Weiterhin Beeinträchtigungen auf der Bahnstrecke von Hamburg nach Sylt

Nach Angaben der Deutschen Bahn wurden die infrastrukturellen Einschränkungen auf der Bahnstrecke Hamburg – Westerland/Sylt durch die Schienenschleifarbeiten und Schienenwechsel inzwischen reduziert. Dennoch, so die Bahn, werde es auch in den kommenden Tagen weiterhin zu erheblichen Verspätungen durch bestehende Langsamfahrstellen kommen. Die Züge von und nach Westerland werden überwiegend in Elmshorn wenden. In Elmshorn bestehe dann Anschluss an die Züge anderer RE/RB-Linien nach Hamburg, teilt die Bahn mit. Um Verspätungen abzubauen, können außerhalb der Hauptverkehrszeit Züge im Nordabschnitt der Marschbahn (Niebüll – Westerland) ausfallen. Die Bahn rechnet eigenen Prognosen zufolge noch mit Einschränkungen bis zum 7. Juni 2018. Bis dahin werden auch in den kommenden Nächten ein Schienenschleifzug sowie Instandsetzungskräfte für den Schienenwechsel zum Einsatz kommen.

Schleswig-Holsteins Verkehrsminister Bernd Buchholz (FDP) bezeichnete die aktuelle Situation auf der Marschbahnstrecke als dramatisch.
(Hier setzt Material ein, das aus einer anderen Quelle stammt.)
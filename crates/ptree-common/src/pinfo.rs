//! Wire record exchanged with the kernel ptree facility.
//!
//! `ProcessInfo` is laid out exactly like the kernel's `struct pinfo`:
//!
//! ```text
//! struct pinfo {
//!     int64_t state;
//!     pid_t pid;
//!     int64_t uid;
//!     char comm[64];
//!     unsigned int depth;
//! };
//! ```
//!
//! The facility writes these records straight into a buffer owned by the
//! client, so the field order, widths and padding must not change.

use serde::{Serialize, Serializer};
use std::borrow::Cow;
use std::fmt;

/// Size of the `comm` field in bytes, terminator included.
pub const COMM_LEN: usize = 64;

/// Longest name that fits in a `Comm` while keeping its NUL terminator.
pub const COMM_MAX_NAME: usize = COMM_LEN - 1;

/// Fixed-size, NUL-terminated executable name.
#[derive(Clone, Copy, PartialEq, Eq, Hash)]
#[repr(transparent)]
pub struct Comm([u8; COMM_LEN]);

impl Comm {
    /// An empty name (all zero bytes).
    pub const fn empty() -> Self {
        Comm([0; COMM_LEN])
    }

    /// Build a name, truncating to [`COMM_MAX_NAME`] bytes.
    ///
    /// Truncation is byte-wise, matching what the kernel does with
    /// `task->comm`; a multi-byte character cut in half renders as U+FFFD.
    pub fn new(name: &str) -> Self {
        Self::from_bytes(name.as_bytes())
    }

    /// Build a name from raw bytes, stopping at the first NUL and truncating
    /// to [`COMM_MAX_NAME`] bytes.
    pub fn from_bytes(bytes: &[u8]) -> Self {
        let len = bytes
            .iter()
            .position(|&b| b == 0)
            .unwrap_or(bytes.len())
            .min(COMM_MAX_NAME);
        let mut raw = [0u8; COMM_LEN];
        raw[..len].copy_from_slice(&bytes[..len]);
        Comm(raw)
    }

    /// Bytes of the name, without the terminator.
    ///
    /// A facility that forgot the terminator still yields at most
    /// [`COMM_MAX_NAME`] bytes.
    pub fn as_bytes(&self) -> &[u8] {
        let len = self
            .0
            .iter()
            .position(|&b| b == 0)
            .unwrap_or(COMM_LEN)
            .min(COMM_MAX_NAME);
        &self.0[..len]
    }

    pub fn to_string_lossy(&self) -> Cow<'_, str> {
        String::from_utf8_lossy(self.as_bytes())
    }

    pub fn is_empty(&self) -> bool {
        self.as_bytes().is_empty()
    }
}

impl Default for Comm {
    fn default() -> Self {
        Self::empty()
    }
}

impl fmt::Display for Comm {
    fn fmt(&self, f: &mut fmt::Formatter<'_>) -> fmt::Result {
        f.write_str(&self.to_string_lossy())
    }
}

impl fmt::Debug for Comm {
    fn fmt(&self, f: &mut fmt::Formatter<'_>) -> fmt::Result {
        write!(f, "Comm({:?})", self.to_string_lossy())
    }
}

impl Serialize for Comm {
    fn serialize<S: Serializer>(&self, serializer: S) -> Result<S::Ok, S::Error> {
        serializer.serialize_str(&self.to_string_lossy())
    }
}

/// One process in the flattened tree returned by the facility.
#[derive(Debug, Clone, Copy, PartialEq, Eq, Default, Serialize)]
#[repr(C)]
pub struct ProcessInfo {
    /// Run state as reported by the kernel (opaque to the client).
    pub state: i64,
    /// Process ID (`pid_t`).
    pub pid: i32,
    /// Owning user ID.
    pub uid: i64,
    /// Executable name.
    pub comm: Comm,
    /// Nesting depth, 0 for the root of the reported subtree.
    pub depth: u32,
}

impl ProcessInfo {
    /// All-zero record, used to initialise buffers before the call.
    pub const fn zeroed() -> Self {
        ProcessInfo {
            state: 0,
            pid: 0,
            uid: 0,
            comm: Comm::empty(),
            depth: 0,
        }
    }

    pub fn new(pid: i32, comm: &str, state: i64, uid: i64, depth: u32) -> Self {
        ProcessInfo {
            state,
            pid,
            uid,
            comm: Comm::new(comm),
            depth,
        }
    }
}

#[cfg(test)]
mod tests {
    use super::*;
    use std::mem::{align_of, offset_of, size_of};

    #[test]
    fn test_layout_matches_kernel_struct() {
        assert_eq!(offset_of!(ProcessInfo, state), 0);
        assert_eq!(offset_of!(ProcessInfo, pid), 8);
        assert_eq!(offset_of!(ProcessInfo, uid), 16);
        assert_eq!(offset_of!(ProcessInfo, comm), 24);
        assert_eq!(offset_of!(ProcessInfo, depth), 88);
        assert_eq!(size_of::<ProcessInfo>(), 96);
        assert_eq!(align_of::<ProcessInfo>(), 8);
        assert_eq!(size_of::<Comm>(), COMM_LEN);
    }

    #[test]
    fn test_comm_truncates_long_names() {
        let long = "x".repeat(100);
        let comm = Comm::new(&long);
        assert_eq!(comm.as_bytes().len(), COMM_MAX_NAME);
        assert_eq!(comm.0[COMM_MAX_NAME], 0, "terminator must survive");
    }

    #[test]
    fn test_comm_exact_fit() {
        let name = "a".repeat(COMM_MAX_NAME);
        assert_eq!(Comm::new(&name).to_string_lossy(), name);
    }

    #[test]
    fn test_comm_stops_at_nul() {
        let comm = Comm::from_bytes(b"bash\0garbage");
        assert_eq!(comm.as_bytes(), b"bash");
        assert!(comm.0[4..].iter().all(|&b| b == 0));
    }

    #[test]
    fn test_comm_unterminated_field_is_bounded() {
        // Simulates a facility that filled all 64 bytes without a NUL.
        let comm = Comm([b'z'; COMM_LEN]);
        assert_eq!(comm.as_bytes().len(), COMM_MAX_NAME);
    }

    #[test]
    fn test_comm_lossy_display() {
        let comm = Comm::from_bytes(&[b'a', 0xff, b'b']);
        assert_eq!(comm.to_string(), "a\u{fffd}b");
    }

    #[test]
    fn test_empty_comm() {
        assert!(Comm::empty().is_empty());
        assert!(ProcessInfo::zeroed().comm.is_empty());
        assert_eq!(ProcessInfo::default(), ProcessInfo::zeroed());
    }

    #[test]
    fn test_serialize_comm_as_string() {
        let info = ProcessInfo::new(1, "systemd", 1, 0, 0);
        let json = serde_json::to_value(info).unwrap();
        assert_eq!(json["comm"], "systemd");
        assert_eq!(json["pid"], 1);
        assert_eq!(json["depth"], 0);
    }
}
Er erwägt, aufgrund der vielen Probleme die Strafzahlungen für die Deutsche Bahn von derzeit 350.000 Euro pro Monat zu erhöhen. Die Züge auf der Marschbahn erreichten im Mai einen Pünktlichkeitswert von weniger als 70 Prozent – vertraglich zugesagt sind jedoch 93 Prozent.